The photographs representing the surgical procedure performed to create defects (ACL induction) and to implant a collagen I-based scaffold. (A) total anaesthesia induction; (B) knee joint preparation for the incision; (C–E) vertical incision through the skin and articular capsule along the medial border and lateral displacement of the patella; (F–H) hole formation at the level of the femoropatellar groove in both ACL and ACL-S groups; (I) collagen I-based scaffold preparation and cutting; (J) collagen I-based scaffold implantation into the hole in the ACL-S group only; (K,L) patella replacement and the articular capsule and skin suture.

4.3. Histology Analysis

Cartilage samples were washed in phosphate-buffered saline (PBS, Bio-Optica, Milano, Italy), fixed in 10% buffered-formalin (Bio-Optica, Milan, Italy) for 24 h at room temperature.

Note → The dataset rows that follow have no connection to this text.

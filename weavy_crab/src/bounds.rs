//! Axis-aligned extents and the normalization transform derived from them.

use ultraviolet::Vec3;

/// Running per-axis minimum/maximum over a set of positions.
#[derive(Debug, Clone, Copy, PartialEq)]
pub struct Bounds {
    min: Vec3,
    max: Vec3,
}

impl Default for Bounds {
    fn default() -> Bounds {
        Bounds::new()
    }
}

impl Bounds {
    /// Creates an empty bounds (+inf minimum, -inf maximum).
    pub fn new() -> Bounds {
        Bounds {
            min: Vec3::new(f32::INFINITY, f32::INFINITY, f32::INFINITY),
            max: Vec3::new(f32::NEG_INFINITY, f32::NEG_INFINITY, f32::NEG_INFINITY),
        }
    }

    /// Grows the bounds so that it contains `point`.
    pub fn extend(&mut self, point: Vec3) {
        self.min.x = self.min.x.min(point.x);
        self.min.y = self.min.y.min(point.y);
        self.min.z = self.min.z.min(point.z);
        self.max.x = self.max.x.max(point.x);
        self.max.y = self.max.y.max(point.y);
        self.max.z = self.max.z.max(point.z);
    }

    /// Returns `true` if no point has been added yet.
    pub fn is_empty(&self) -> bool {
        self.min.x > self.max.x || self.min.y > self.max.y || self.min.z > self.max.z
    }

    pub fn min(&self) -> Vec3 {
        self.min
    }

    pub fn max(&self) -> Vec3 {
        self.max
    }

    /// Returns the size along each axis, or zero when empty.
    pub fn extent(&self) -> Vec3 {
        if self.is_empty() {
            Vec3::zero()
        } else {
            self.max - self.min
        }
    }

    /// Computes `(center, scale)` such that `scale * (p - center)` maps the
    /// longest axis onto `[-1, 1]`.
    ///
    /// An empty or flat bounds keeps the scale at 1 and, when empty, centers
    /// on the origin.
    pub fn normalization(&self) -> (Vec3, f32) {
        if self.is_empty() {
            return (Vec3::zero(), 1.0);
        }

        let center = (self.min + self.max) * 0.5;
        let extent = self.max - self.min;
        let largest = extent.x.max(extent.y).max(extent.z);
        let scale = if largest > 0.0 && largest.is_finite() {
            2.0 / largest
        } else {
            1.0
        };

        (center, scale)
    }
}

Afterwards, the samples were dehydrated in graded ethanol (Bio-Optica, Milan, Italy), cleaned in xylene (Bio-Optica, Milan, Italy) and paraffin-embedded (Bio-Optica, Milan, Italy), being careful to preserve the desired anatomical orientation. For the general evaluation of the morphological structure of the cartilage, the slides of 4–5 µm thickness were cut from the obtained paraffin blocks and haematoxylin and eosin-stained (H&E; Bio-Optica, Milan, Italy) as previously described [33]. The samples were then examined with a Zeiss Axioplan light microscope (Carl Zeiss, Oberkochen, Germany) and by a digital camera (AxioCam MRc5, Carl Zeiss), used to take images. For qualitative histological analysis the following parameters were analysed: The type of repaired tissue on the lesion surface (cartilaginous, fibrous or calcified); Capability of the collagen I-based scaffold to recruit host cells and promote cartilaginous matrix deposition; The scaffold biocompatibility and reabsorption of the collagen I-based scaffold.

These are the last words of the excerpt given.